One possible solution is to drop back into an easier gear on the small ring before you shift up to the big ring. This usually doesn’t work because you are likely to lose too much momentum while you are in the easier gear on the small ring.

Gears for a 53/39 double chainring and a 12 – 25 cassette in meters of development

12 | 13 | 14 | 15 | 16 | 17 | 19 | 21 | 23 | 25 | |

39 | 7.0 | 6.5 | 6 | 5.6 | 5.3 | 4.9 | 4.4 | 4.0 | 3.7 | 3.4 |

53 | 9.5 | 8.8 | 8.2 | 7.6 | 7.1 | 6.7 | 6.0 | 5.4 | 5.0 | 4.6 |

The solution is to shift over to the big ring earlier rather than waiting until you’ve maxed out the small ring. Take a look at the MoD values in the table and remember that the increase in difficulty as gears get harder is nonlinear. If you wait until you’re in the 13 tooth cog on the small ring to switch over to the big ring you’re getting hit with a MoD increase of 2.3 meters. This is a huge jump in difficulty. If you shift into the big ring while you’re in the 23 tooth cog on the cassette you’re looking at a MoD increase of only 1.3 meters. This is still a big jump but it’s not nearly as difficult as the 2.3 MoD increase you get if you shift near the top of the small ring. Moreover, if you work up to the 13 tooth gear from easier gears on the big ring, the final step from the 14 tooth gear is much easier (a MoD increase of 0.6 meters) than jumping to the big ring 13 from the small ring 13 (a MoD increase of 2.3 meters).

The technique for carrying out the shift into the big ring is similar to the one described for doing a double shift to get from the big ring to the small ring. Put a surge of power into the pedals and then shift up into the big ring. The jump in MoD may be too large to maintain and if it is, you can quickly shift down to an easier gear on the big ring. When carried out correctly, this will put you in a bigger gear than you were in on the small ring without losing momentum.
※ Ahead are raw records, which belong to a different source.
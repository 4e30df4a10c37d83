//! Processing graph lifecycle.
//!
//! A keying context owns at most one [`ProcessingGraph`], built for the exact
//! geometry and pixel format of the frames it processes. [`GraphManager`] is
//! the state machine around it:
//!
//! ```text
//! Empty --first frame--> Building --ok--> Valid
//!                           |
//!                           +--error--> Empty
//! Valid --descriptor mismatch--> (teardown) --> Building
//! ```
//!
//! Frames are only pushed through a graph in the `Valid` state. A failed
//! build leaves the manager empty, so the next frame simply tries again.

use std::sync::Arc;

use tracing::{debug, error, info};

use crate::diagnostics::stats::KeyStats;
use crate::engine::api::{
    EnginePixelFormat, FilterEngine, FilterGraph, NodeId, Received, SourceConfig, StageFrame,
};
use crate::keying::bridge::to_engine_format;
use crate::keying::error::{KeyError, Result};
use crate::keying::types::{FrameDescriptor, KeyParameters};

/// Observable state of a [`GraphManager`].
#[derive(Debug, Clone, Copy, PartialEq, Eq)]
pub enum GraphState {
    /// No graph; the next frame triggers a build.
    Empty,
    /// A graph matching the last frame's descriptor is ready.
    Valid,
}

/// A configured `source -> key -> sink` graph plus its stage buffers.
pub struct ProcessingGraph {
    graph: Box<dyn FilterGraph>,
    source: NodeId,
    sink: NodeId,
    engine_format: EnginePixelFormat,
    descriptor: FrameDescriptor,
    input_stage: StageFrame,
    output_stage: StageFrame,
    next_pts: i64,
}

impl ProcessingGraph {
    /// Descriptor of the frames this graph was built for.
    pub fn descriptor(&self) -> FrameDescriptor {
        self.descriptor
    }

    /// Engine pixel format of the source and sink nodes.
    pub fn engine_format(&self) -> EnginePixelFormat {
        self.engine_format
    }

    /// Whether frames described by `descriptor` may go through this graph.
    pub fn matches(&self, descriptor: &FrameDescriptor) -> bool {
        self.descriptor == *descriptor
    }

    /// Pts of the most recently submitted frame, 0 before the first one.
    pub fn last_pts(&self) -> i64 {
        self.next_pts - 1
    }

    pub fn output_stage(&self) -> &StageFrame {
        &self.output_stage
    }

    pub(crate) fn input_stage_mut(&mut self) -> &mut StageFrame {
        &mut self.input_stage
    }

    /// Stamp the input stage with the next pts and hand it to the source node.
    pub(crate) fn submit_input(&mut self) -> Result<()> {
        self.input_stage.pts = self.next_pts;
        self.graph.submit(self.source, &self.input_stage)?;
        self.next_pts += 1;
        Ok(())
    }

    /// Pull one frame from the sink node into the output stage.
    pub(crate) fn receive_output(&mut self) -> Result<Received> {
        self.graph.receive(self.sink, &mut self.output_stage)
    }
}

impl std::fmt::Debug for ProcessingGraph {
    fn fmt(&self, f: &mut std::fmt::Formatter<'_>) -> std::fmt::Result {
        f.debug_struct("ProcessingGraph")
            .field("descriptor", &self.descriptor)
            .field("engine_format", &self.engine_format)
            .field("next_pts", &self.next_pts)
            .finish_non_exhaustive()
    }
}

/// Log a failed build step and pass the error on.
fn step_failed(step: &str, descriptor: &FrameDescriptor, e: KeyError) -> KeyError {
    error!("{step} failed for {descriptor}: {e}");
    e
}

/// Build a graph for frames described by `descriptor`.
///
/// Any failure drops the partially built engine graph, which releases every
/// node created so far.
pub fn build_graph(engine: &dyn FilterEngine, descriptor: FrameDescriptor) -> Result<ProcessingGraph> {
    let engine_format = to_engine_format(descriptor.format)
        .ok_or_else(|| KeyError::UnsupportedFormat(descriptor.format.to_string()))?;
    let params = KeyParameters::for_format(descriptor.format);

    let mut graph = engine
        .allocate_graph()
        .map_err(|e| step_failed("graph allocation", &descriptor, e))?;

    let config = SourceConfig::new(descriptor.width, descriptor.height, engine_format);
    let source = graph
        .add_source(&config)
        .map_err(|e| step_failed("create source node", &descriptor, e))?;
    let key = graph
        .add_key_filter(&params)
        .map_err(|e| step_failed("create key node", &descriptor, e))?;
    let sink = graph
        .add_sink(engine_format)
        .map_err(|e| step_failed("create sink node", &descriptor, e))?;

    graph
        .link(source, key)
        .map_err(|e| step_failed("link source to key", &descriptor, e))?;
    graph
        .link(key, sink)
        .map_err(|e| step_failed("link key to sink", &descriptor, e))?;
    graph
        .configure()
        .map_err(|e| step_failed("graph configuration", &descriptor, e))?;

    debug!(
        "built {} graph for {descriptor} ({})",
        params.key_type.filter_name(),
        params.filter_args()
    );

    Ok(ProcessingGraph {
        graph,
        source,
        sink,
        engine_format,
        descriptor,
        input_stage: StageFrame::new(engine_format, descriptor.width, descriptor.height),
        output_stage: StageFrame::new(engine_format, descriptor.width, descriptor.height),
        next_pts: 1,
    })
}

/// Owns the processing graph of one keying context.
pub struct GraphManager {
    engine: Arc<dyn FilterEngine>,
    graph: Option<ProcessingGraph>,
}

impl GraphManager {
    pub fn new(engine: Arc<dyn FilterEngine>) -> Self {
        Self {
            engine,
            graph: None,
        }
    }

    pub fn state(&self) -> GraphState {
        if self.graph.is_some() {
            GraphState::Valid
        } else {
            GraphState::Empty
        }
    }

    pub fn graph(&self) -> Option<&ProcessingGraph> {
        self.graph.as_ref()
    }

    /// Return a graph built for exactly `descriptor`, building or rebuilding
    /// as needed.
    ///
    /// On failure the manager is left empty.
    pub fn ensure_graph(
        &mut self,
        descriptor: FrameDescriptor,
        stats: &mut KeyStats,
    ) -> Result<&mut ProcessingGraph> {
        if let Some(existing) = self.graph.as_ref().map(ProcessingGraph::descriptor) {
            if existing != descriptor {
                info!("frame changed from {existing} to {descriptor}, rebuilding keying graph");
                self.release(stats);
            }
        }

        if self.graph.is_none() {
            match build_graph(self.engine.as_ref(), descriptor) {
                Ok(graph) => {
                    stats.record_build();
                    self.graph = Some(graph);
                }
                Err(e) => {
                    stats.record_build_failure();
                    return Err(e);
                }
            }
        }

        self.graph
            .as_mut()
            .ok_or_else(|| KeyError::GraphBuild("graph missing after build".to_string()))
    }

    /// Release the graph and its stage buffers. Safe to call when empty.
    pub fn destroy(&mut self, stats: &mut KeyStats) {
        info!("releasing keying graph resources");
        self.release(stats);
    }

    fn release(&mut self, stats: &mut KeyStats) {
        if let Some(graph) = self.graph.take() {
            debug!("tearing down keying graph for {}", graph.descriptor());
            drop(graph);
            stats.record_teardown();
        }
    }
}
Switching to the big ring sooner rather than later can be useful in any situation where you expect to use the high MoD gears on the big ring. For example, when you have a downhill followed by a flat you can often pick up enough speed on the downhill to keep a large gear turning on the big ring when you get to the flat. If you do the descent in the small ring and then try to switch to the big ring when you get to the flat, the increase in MoD may be too much to handle. If you shift into the big ring early in the descent and keep shifting into harder gears as your speed increases on the downhill, you will be flying by the time you reach the bottom and you’ll be able to maintain a bigger gear for a longer time on the flat.

Really Good one! thanks!

Some of the gear combinations on a bicycle with 2 or three chain rings (CR) will be nearly duplicates. Example: if there are 2 CRs and 10 gears (sprockets) on the rear hub we will say we have 20 individual gear combinations. However… there are usually a few combinations that are almost the same. Most people know this formula: divide the number of teeth in each rear gear into the number of teeth on the CRs. Example: a rear sprocket has 15 teeth and the CR has 45 teeth. The answer is 3. This means every time the CR revolves around once the rear wheel revolves around three times. It’s a ratio of 1:3. Now, take the “3” and multiply it with the diameter of the rear wheel. If the rear wheel is, say 27” tall, the math is 3 x 27 = 81. Do this math with every rear sprocket and the small CR and then do the large CR. You will finish with two sets of 10 numbers and some of them will be very, very close to the same. You will have calculated the range of the lowest gear combination to the highest. Make a small chart of these numbers so it can be taped onto the bike’s top tube or the top of the stem for an immediate reference for shifting. The shifting pattern is confusing as some numbers are so close.

The reason we have multi gear selections on the machine is so we can keep our personally favorite and most effective cadence (R.P.M.s) at the same speed no matter what the road conditions are.

You should soon know, with the posted gear chart, what your favorite gear choice is to use at your most efficient speed when the road is flat, smooth, no wind, and you are alone. That gear is your middle gear of the entire gear range. The higher the R.P.M.s the lower the pedal pressure.